Go through the data below and count every line that has the word "verify". Return only the count.

☆ ☆ ☆ ☆

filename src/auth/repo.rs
use time::OffsetDateTime;
use uuid::Uuid;

use crate::error::RemoteError;
use crate::remote::{fetch_first, insert_row, Query, RemoteClient};
use crate::schema::{NewUser, Table, User};

impl User {
    /// Find a user by (already normalized) email.
    pub async fn find_by_email(
        remote: &dyn RemoteClient,
        email: &str,
    ) -> Result<Option<User>, RemoteError> {
        let q = Query::table(Table::Users).eq("email", email);
        fetch_first(remote, &q).await
    }

    pub async fn find_by_id(remote: &dyn RemoteClient, id: Uuid) -> Result<Option<User>, RemoteError> {
        let q = Query::table(Table::Users).eq("id", id);
        fetch_first(remote, &q).await
    }

    /// Create a new user with an already hashed password.
    pub async fn create(
        remote: &dyn RemoteClient,
        email: &str,
        name: Option<String>,
        password_hash: &str,
    ) -> Result<User, RemoteError> {
        let row = NewUser {
            id: Uuid::new_v4(),
            email: email.to_string(),
            name,
            password_hash: password_hash.to_string(),
            created_at: Some(OffsetDateTime::now_utc()),
        };
        insert_row(remote, Table::Users, &row).await
    }
}
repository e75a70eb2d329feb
use axum::{
    extract::{Query, State},
    routing::get,
    Json, Router,
};
use tracing::instrument;

use super::{
    dto::{PatientFilters, PatientsView},
    services,
};
use crate::{auth::Session, state::AppState, view::PageState};

pub fn patients_routes() -> Router<AppState> {
    Router::new().route("/patients", get(list_patients))
}

#[instrument(skip(state, session), fields(user_id = %session.id))]
pub async fn list_patients(
    State(state): State<AppState>,
    session: Session,
    Query(filters): Query<PatientFilters>,
) -> Json<PageState<PatientsView>> {
    Json(services::build_patients_page(state.remote.as_ref(), session.id, &filters).await)
}
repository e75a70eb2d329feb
use std::time::Duration;

use axum::{
    async_trait,
    extract::{FromRef, FromRequestParts},
    http::request::Parts,
};
use jsonwebtoken::{decode, encode, DecodingKey, EncodingKey, Header, Validation};
use serde::{Deserialize, Serialize};
use time::{Duration as TimeDuration, OffsetDateTime};
use tracing::{debug, warn};
use uuid::Uuid;

use crate::{config::JwtConfig, error::ApiError, schema::User, state::AppState};

/// Type of JWT: access or refresh.
#[derive(Debug, Clone, Copy, Serialize, Deserialize, PartialEq, Eq)]
#[serde(rename_all = "lowercase")]
pub enum TokenKind {
    Access,
    Refresh,
}

/// JWT payload. Access and refresh tokens of one login share `sid`.
#[derive(Debug, Clone, Serialize, Deserialize)]
pub struct Claims {
    pub sub: Uuid,       // user ID
    pub sid: Uuid,       // session ID, revoked on sign-out
    pub iat: usize,      // issued at (unix timestamp)
    pub exp: usize,      // expires at (unix timestamp)
    pub iss: String,     // issuer
    pub aud: String,     // audience
    pub kind: TokenKind, // access or refresh
    #[serde(default)]
    pub email: String,
    #[serde(default, skip_serializing_if = "Option::is_none")]
    pub name: Option<String>,
}

/// Signed token pair for one session.
#[derive(Debug, Clone)]
pub struct TokenPair {
    pub access: String,
    pub refresh: String,
}

#[derive(Clone)]
pub struct JwtKeys {
    pub encoding: EncodingKey,
    pub decoding: DecodingKey,
    pub issuer: String,
    pub audience: String,
    pub access_ttl: Duration,
    pub refresh_ttl: Duration,
}

impl JwtKeys {
    pub fn from_config(cfg: &JwtConfig) -> Self {
        let minutes = |m: i64| Duration::from_secs(u64::try_from(m).unwrap_or(0) * 60);
        Self {
            encoding: EncodingKey::from_secret(cfg.secret.as_bytes()),
            decoding: DecodingKey::from_secret(cfg.secret.as_bytes()),
            issuer: cfg.issuer.clone(),
            audience: cfg.audience.clone(),
            access_ttl: minutes(cfg.ttl_minutes),
            refresh_ttl: minutes(cfg.refresh_ttl_minutes),
        }
    }

    fn sign(&self, user: &User, session_id: Uuid, kind: TokenKind) -> anyhow::Result<String> {
        let now = OffsetDateTime::now_utc();
        let ttl = match kind {
            TokenKind::Access => self.access_ttl,
            TokenKind::Refresh => self.refresh_ttl,
        };
        let exp = now + TimeDuration::seconds(ttl.as_secs() as i64);
        let claims = Claims {
            sub: user.id,
            sid: session_id,
            iat: now.unix_timestamp() as usize,
            exp: exp.unix_timestamp() as usize,
            iss: self.issuer.clone(),
            aud: self.audience.clone(),
            kind,
            email: user.email.clone(),
            name: user.name.clone(),
        };
        let token = encode(&Header::default(), &claims, &self.encoding)?;
        debug!(user_id = %user.id, session_id = %session_id, kind = ?kind, "jwt signed");
        Ok(token)
    }

    /// Signs access and refresh tokens for `session_id`. Both carry the
    /// user's email and name as of signing.
    pub fn issue_pair(&self, user: &User, session_id: Uuid) -> anyhow::Result<TokenPair> {
        Ok(TokenPair {
            access: self.sign(user, session_id, TokenKind::Access)?,
            refresh: self.sign(user, session_id, TokenKind::Refresh)?,
        })
    }

    pub fn verify(&self, token: &str, expected: TokenKind) -> anyhow::Result<Claims> {
        let mut validation = Validation::default();
        validation.set_audience(std::slice::from_ref(&self.audience));
        validation.set_issuer(std::slice::from_ref(&self.issuer));
        let claims = decode::<Claims>(token, &self.decoding, &validation)?.claims;
        if claims.kind != expected {
            anyhow::bail!("expected {expected:?} token, got {:?}", claims.kind);
        }
        debug!(user_id = %claims.sub, kind = ?claims.kind, "jwt verified");
        Ok(claims)
    }
}

impl FromRef<AppState> for JwtKeys {
    fn from_ref(state: &AppState) -> Self {
        JwtKeys::from_config(&state.config.jwt)
    }
}

/// Authenticated caller: a valid, unrevoked access token.
#[derive(Debug, Clone)]
pub struct AuthUser {
    pub user_id: Uuid,
    pub session_id: Uuid,
    /// Identity as signed into the token.
    pub email: String,
    pub name: Option<String>,
}

#[async_trait]
impl FromRequestParts<AppState> for AuthUser {
    type Rejection = ApiError;

    async fn from_request_parts(parts: &mut Parts, state: &AppState) -> Result<Self, Self::Rejection> {
        let header = parts
            .headers
            .get(axum::http::header::AUTHORIZATION)
            .and_then(|v| v.to_str().ok())
            .ok_or_else(|| ApiError::Unauthorized("Missing Authorization header".into()))?;

        let token = header
            .strip_prefix("Bearer ")
            .or_else(|| header.strip_prefix("bearer "))
            .ok_or_else(|| ApiError::Unauthorized("Invalid Authorization header".into()))?;

        let keys = JwtKeys::from_ref(state);
        let claims = keys.verify(token, TokenKind::Access).map_err(|e| {
            warn!(error = %e, "rejected access token");
            ApiError::Unauthorized("Invalid or expired token".into())
        })?;

        if state.sessions.is_revoked(claims.sid) {
            warn!(user_id = %claims.sub, session_id = %claims.sid, "token of signed-out session");
            return Err(ApiError::Unauthorized("Session ended".into()));
        }

        Ok(AuthUser {
            user_id: claims.sub,
            session_id: claims.sid,
            email: claims.email,
            name: claims.name,
        })
    }
}
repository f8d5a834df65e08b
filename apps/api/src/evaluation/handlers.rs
//! Axum route handler for the resume evaluation API.

use axum::{
    body::Bytes,
    extract::{multipart::MultipartRejection, Multipart, State},
    Json,
};
use tracing::{debug, info};

use crate::errors::AppError;
use crate::evaluation::scoring::AnalysisResult;
use crate::evaluation::upload::{UploadedDocument, NO_FILE_PART};
use crate::state::AppState;

/// Multipart field carrying the resume file.
pub const RESUME_FIELD: &str = "resume";

/// POST /api/evaluate-resume
///
/// Accepts a multipart form with a `resume` file (PDF or DOCX), extracts its
/// text from a scoped temporary copy, and returns the heuristic analysis.
pub async fn handle_evaluate_resume(
    State(state): State<AppState>,
    multipart: Result<Multipart, MultipartRejection>,
) -> Result<Json<AnalysisResult>, AppError> {
    let mut multipart = multipart.map_err(|e| {
        debug!("Evaluate request is not a multipart form: {e}");
        AppError::Validation(NO_FILE_PART.to_string())
    })?;

    let (declared_filename, data) = read_resume_field(&mut multipart)
        .await?
        .ok_or_else(|| AppError::Validation(NO_FILE_PART.to_string()))?;

    let document = UploadedDocument::from_upload(&declared_filename, data)?;
    info!(
        "Evaluating resume '{}' ({:?}, {} bytes)",
        document.filename,
        document.format,
        document.data.len()
    );

    let upload_dir = state.config.upload_dir.clone();
    let text = tokio::task::spawn_blocking(move || document.extract_text_in(&upload_dir))
        .await
        .map_err(|e| {
            if e.is_panic() {
                AppError::Extraction("Document parser failed while reading the file".to_string())
            } else {
                AppError::Internal(anyhow::anyhow!("Extraction task was cancelled: {e}"))
            }
        })??;

    let result = state.scorer.score(&text)?;
    info!(
        "Resume evaluated: {} chars, score {}",
        text.chars().count(),
        result.score
    );

    Ok(Json(result))
}

/// Returns the filename and bytes of the first `resume` file part, if any.
/// A `resume` field without a filename is a plain form value, not a file part.
async fn read_resume_field(
    multipart: &mut Multipart,
) -> Result<Option<(String, Bytes)>, AppError> {
    while let Some(field) = multipart.next_field().await? {
        if field.name() != Some(RESUME_FIELD) {
            continue;
        }
        if let Some(filename) = field.file_name().map(str::to_string) {
            let data = field.bytes().await?;
            return Ok(Some((filename, data)));
        }
    }
    Ok(None)
}
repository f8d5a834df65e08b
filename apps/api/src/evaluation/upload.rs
//! Uploaded resume documents and their scoped temporary storage.

use std::io::Write;
use std::path::Path;

use bytes::Bytes;
use tempfile::NamedTempFile;

use crate::errors::AppError;
use crate::evaluation::extract::extract_text;

/// Extensions accepted by the upload filter. `doc` passes the filter but has
/// no extractor, so it is rejected as an unsupported format.
pub const ALLOWED_EXTENSIONS: &[&str] = &["pdf", "doc", "docx"];

pub const NO_FILE_PART: &str = "No file part";
pub const NO_SELECTED_FILE: &str = "No selected file";
pub const INVALID_FILE_FORMAT: &str = "Invalid file format";

/// Document formats with a text extractor.
#[derive(Debug, Clone, Copy, PartialEq, Eq)]
pub enum DocumentFormat {
    Pdf,
    Docx,
}

impl DocumentFormat {
    pub fn from_extension(ext: &str) -> Option<Self> {
        match ext.to_ascii_lowercase().as_str() {
            "pdf" => Some(DocumentFormat::Pdf),
            "docx" => Some(DocumentFormat::Docx),
            _ => None,
        }
    }

    pub fn extension(self) -> &'static str {
        match self {
            DocumentFormat::Pdf => "pdf",
            DocumentFormat::Docx => "docx",
        }
    }
}

/// A validated upload, held in memory until it is evaluated.
#[derive(Debug)]
pub struct UploadedDocument {
    pub filename: String,
    pub format: DocumentFormat,
    pub data: Bytes,
}

impl UploadedDocument {
    /// Validates the declared filename and infers the document format.
    ///
    /// No temporary file exists yet, so every rejection here is free of cleanup.
    pub fn from_upload(declared_filename: &str, data: Bytes) -> Result<Self, AppError> {
        if declared_filename.is_empty() {
            return Err(AppError::Validation(NO_SELECTED_FILE.to_string()));
        }

        // The extension comes from the declared name; sanitising may strip a non-ASCII stem.
        let ext = file_extension(base_name(declared_filename))
            .filter(|ext| ALLOWED_EXTENSIONS.contains(&ext.as_str()))
            .ok_or_else(|| AppError::Validation(INVALID_FILE_FORMAT.to_string()))?;

        let format = DocumentFormat::from_extension(&ext).ok_or(AppError::UnsupportedFormat)?;

        let filename = match secure_filename(declared_filename) {
            name if file_extension(&name).as_deref() == Some(format.extension()) => name,
            _ => format!("resume.{}", format.extension()),
        };

        Ok(Self {
            filename,
            format,
            data,
        })
    }

    /// Writes the document to a temporary file under `dir`, extracts its text,
    /// and deletes the file.
    ///
    /// Blocking: call from `spawn_blocking`. The file is removed when the
    /// handle drops, on success, on error, and while unwinding from a panic.
    pub fn extract_text_in(&self, dir: &Path) -> Result<String, AppError> {
        let mut temp = tempfile::Builder::new()
            .prefix("resume-")
            .suffix(&format!(".{}", self.format.extension()))
            .tempfile_in(dir)
            .map_err(|e| AppError::Internal(anyhow::anyhow!("Failed to create temp file: {e}")))?;

        write_all(&mut temp, &self.data)?;
        let text = extract_text(temp.path(), self.format);

        // Close explicitly so a failed unlink is reported instead of ignored.
        temp.close()
            .map_err(|e| AppError::Internal(anyhow::anyhow!("Failed to remove temp file: {e}")))?;
        text
    }
}

fn write_all(temp: &mut NamedTempFile, data: &[u8]) -> Result<(), AppError> {
    temp.write_all(data)
        .and_then(|_| temp.flush())
        .map_err(|e| AppError::Internal(anyhow::anyhow!("Failed to write temp file: {e}")))
}

/// Lowercased extension after the last `.`, if any.
pub fn file_extension(filename: &str) -> Option<String> {
    filename
        .rsplit_once('.')
        .map(|(_, ext)| ext.to_ascii_lowercase())
        .filter(|ext| !ext.is_empty())
}

/// Last path component of a client-supplied filename.
fn base_name(name: &str) -> &str {
    name.rsplit(|c: char| c == '/' || c == '\\')
        .next()
        .unwrap_or(name)
}

/// Reduces a client-supplied filename to a safe base name.
///
/// Keeps the last path component, maps whitespace to `_`, drops characters
/// outside `[A-Za-z0-9._-]`, and trims leading/trailing dots and underscores.
pub fn secure_filename(name: &str) -> String {
    let cleaned: String = base_name(name)
        .chars()
        .filter_map(|c| match c {
            c if c.is_ascii_alphanumeric() || matches!(c, '.' | '-' | '_') => Some(c),
            c if c.is_whitespace() => Some('_'),
            _ => None,
        })
        .collect();
    cleaned.trim_matches(|c: char| c == '.' || c == '_').to_string()
}
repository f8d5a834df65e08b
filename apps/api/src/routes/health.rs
use axum::Json;
use serde_json::{json, Value};

/// GET /health
/// Returns a simple status object with service version.
pub async fn health_handler() -> Json<Value> {
    Json(json!({
        "status": "ok",
        "version": env!("CARGO_PKG_VERSION"),
        "service": "resume-api"
    }))
}
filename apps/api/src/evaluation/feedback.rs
// Narrative feedback attached to resume checks.
// Kept together so wording changes never touch scoring logic.

pub const MISSING_EMAIL: &str = "Missing email address";
pub const ADD_EMAIL: &str = "Add your email address for contact information";

pub const MISSING_PHONE: &str = "Missing phone number";
pub const ADD_PHONE: &str = "Add your phone number for contact information";

pub const HAS_LINKEDIN: &str = "Includes LinkedIn profile";
pub const ADD_LINKEDIN: &str = "Add your LinkedIn profile to enhance networking opportunities";

pub const HAS_EDUCATION: &str = "Education section is present";
pub const MISSING_EDUCATION: &str = "Missing or unclear education section";
pub const ADD_EDUCATION: &str = "Add a clear education section with degrees and institutions";

pub const HAS_EXPERIENCE: &str = "Work experience section is present";
pub const MISSING_EXPERIENCE: &str = "Missing or unclear work experience section";
pub const ADD_EXPERIENCE: &str =
    "Add detailed work experience with responsibilities and achievements";

pub const HAS_SKILLS: &str = "Skills section is present";
pub const MISSING_SKILLS: &str = "Missing or unclear skills section";
pub const ADD_SKILLS: &str =
    "Add a dedicated skills section highlighting your technical and soft skills";

pub const HAS_ACTION_VERBS: &str = "Good use of action verbs to describe achievements";
pub const FEW_ACTION_VERBS: &str = "Limited use of action verbs";
pub const ADD_ACTION_VERBS: &str = "Use more action verbs to describe your accomplishments";

pub const HAS_METRICS: &str = "Includes quantifiable achievements";
pub const MISSING_METRICS: &str = "Lacks quantifiable achievements";
pub const ADD_METRICS: &str = "Add metrics and numbers to demonstrate your impact";

pub const TOO_SHORT: &str = "Resume may be too short";
pub const EXPAND_RESUME: &str =
    "Expand your resume with more details about your experience and skills";
pub const TOO_LONG: &str = "Resume may be too long";
pub const CONDENSE_RESUME: &str =
    "Consider condensing your resume to focus on the most relevant information";
pub const GOOD_LENGTH: &str = "Resume length appears appropriate";

/// Appended to every result, in this order.
pub const GENERAL_SUGGESTIONS: &[&str] = &[
    "Tailor your resume for each job application to match the job description",
    "Use a clean, professional format with consistent styling",
];

pub const FALLBACK_STRENGTH: &str = "Resume provides basic information about your background";
use crate::consts::UNKNOWN_NUMBER;

use serde::{Deserialize, Serialize};
use std::collections::HashMap;
use std::sync::{Arc, Mutex};
use time::OffsetDateTime;
use tokio::sync::broadcast;
use uuid::Uuid;

/// Which physical line a monitor watches.
#[derive(Debug, Clone, PartialEq, Eq, Serialize, Deserialize)]
pub struct LineIdentity {
    pub line: String,
    pub description: String,
}

/// A call in progress (or just ended) on one line.
#[derive(Debug, Clone, PartialEq, Eq, Serialize, Deserialize)]
pub struct Call {
    pub id: Uuid,
    pub line: String,
    pub description: String,
    /// Caller-ID digits, or `"unknown"` until a payload arrives
    pub number: String,
    #[serde(with = "time::serde::rfc3339")]
    pub started_at: OffsetDateTime,
    pub rings: u32,
}

impl Call {
    pub fn new(identity: &LineIdentity, number: Option<String>) -> Self {
        Self {
            id: Uuid::new_v4(),
            line: identity.line.clone(),
            description: identity.description.clone(),
            number: number.unwrap_or_else(|| UNKNOWN_NUMBER.to_string()),
            started_at: OffsetDateTime::now_utc(),
            rings: 1,
        }
    }
}

/// Lifecycle notifications published by a line monitor.
#[derive(Debug, Clone, PartialEq, Eq, Serialize, Deserialize)]
#[serde(tag = "event")]
pub enum MonitorEvent {
    #[serde(rename = "init")]
    Init(LineIdentity),
    #[serde(rename = "ringing.start")]
    RingingStart(Call),
    #[serde(rename = "ringing")]
    Ringing(Call),
    #[serde(rename = "ringing.end")]
    RingingEnd(Call),
}

impl MonitorEvent {
    pub fn line(&self) -> &str {
        match self {
            MonitorEvent::Init(identity) => &identity.line,
            MonitorEvent::RingingStart(call)
            | MonitorEvent::Ringing(call)
            | MonitorEvent::RingingEnd(call) => &call.line,
        }
    }

    pub fn name(&self) -> &'static str {
        match self {
            MonitorEvent::Init(_) => "init",
            MonitorEvent::RingingStart(_) => "ringing.start",
            MonitorEvent::Ringing(_) => "ringing",
            MonitorEvent::RingingEnd(_) => "ringing.end",
        }
    }
}

pub struct AppState {
    pub events: broadcast::Sender<MonitorEvent>,
    // line => ongoing call
    pub calls: Arc<Mutex<HashMap<String, Call>>>,
}

#[cfg(test)]
mod tests {
    use super::*;

    fn identity() -> LineIdentity {
        LineIdentity {
            line: "100".to_string(),
            description: "Front desk".to_string(),
        }
    }

    #[test]
    fn new_call_defaults_to_unknown_number() {
        let call = Call::new(&identity(), None);
        assert_eq!(call.number, "unknown");
        assert_eq!(call.rings, 1);
        assert_eq!(call.line, "100");
        assert_eq!(call.description, "Front desk");
    }

    #[test]
    fn events_serialize_with_dotted_tags() {
        let call = Call::new(&identity(), Some("2025550123".to_string()));
        let json = serde_json::to_value(MonitorEvent::RingingStart(call.clone())).unwrap();
        assert_eq!(json["event"], "ringing.start");
        assert_eq!(json["number"], "2025550123");
        assert_eq!(json["line"], "100");

        let json = serde_json::to_string(&MonitorEvent::RingingEnd(call.clone())).unwrap();
        let back: MonitorEvent = serde_json::from_str(&json).unwrap();
        assert_eq!(back, MonitorEvent::RingingEnd(call));
    }

    #[test]
    fn init_event_carries_line() {
        let event = MonitorEvent::Init(identity());
        assert_eq!(event.line(), "100");
        assert_eq!(event.name(), "init");
        let json = serde_json::to_value(&event).unwrap();
        assert_eq!(json["event"], "init");
        assert_eq!(json["description"], "Front desk");
    }
}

☆ ☆ ☆ ☆

■ EXPECTED ANSWER ■
2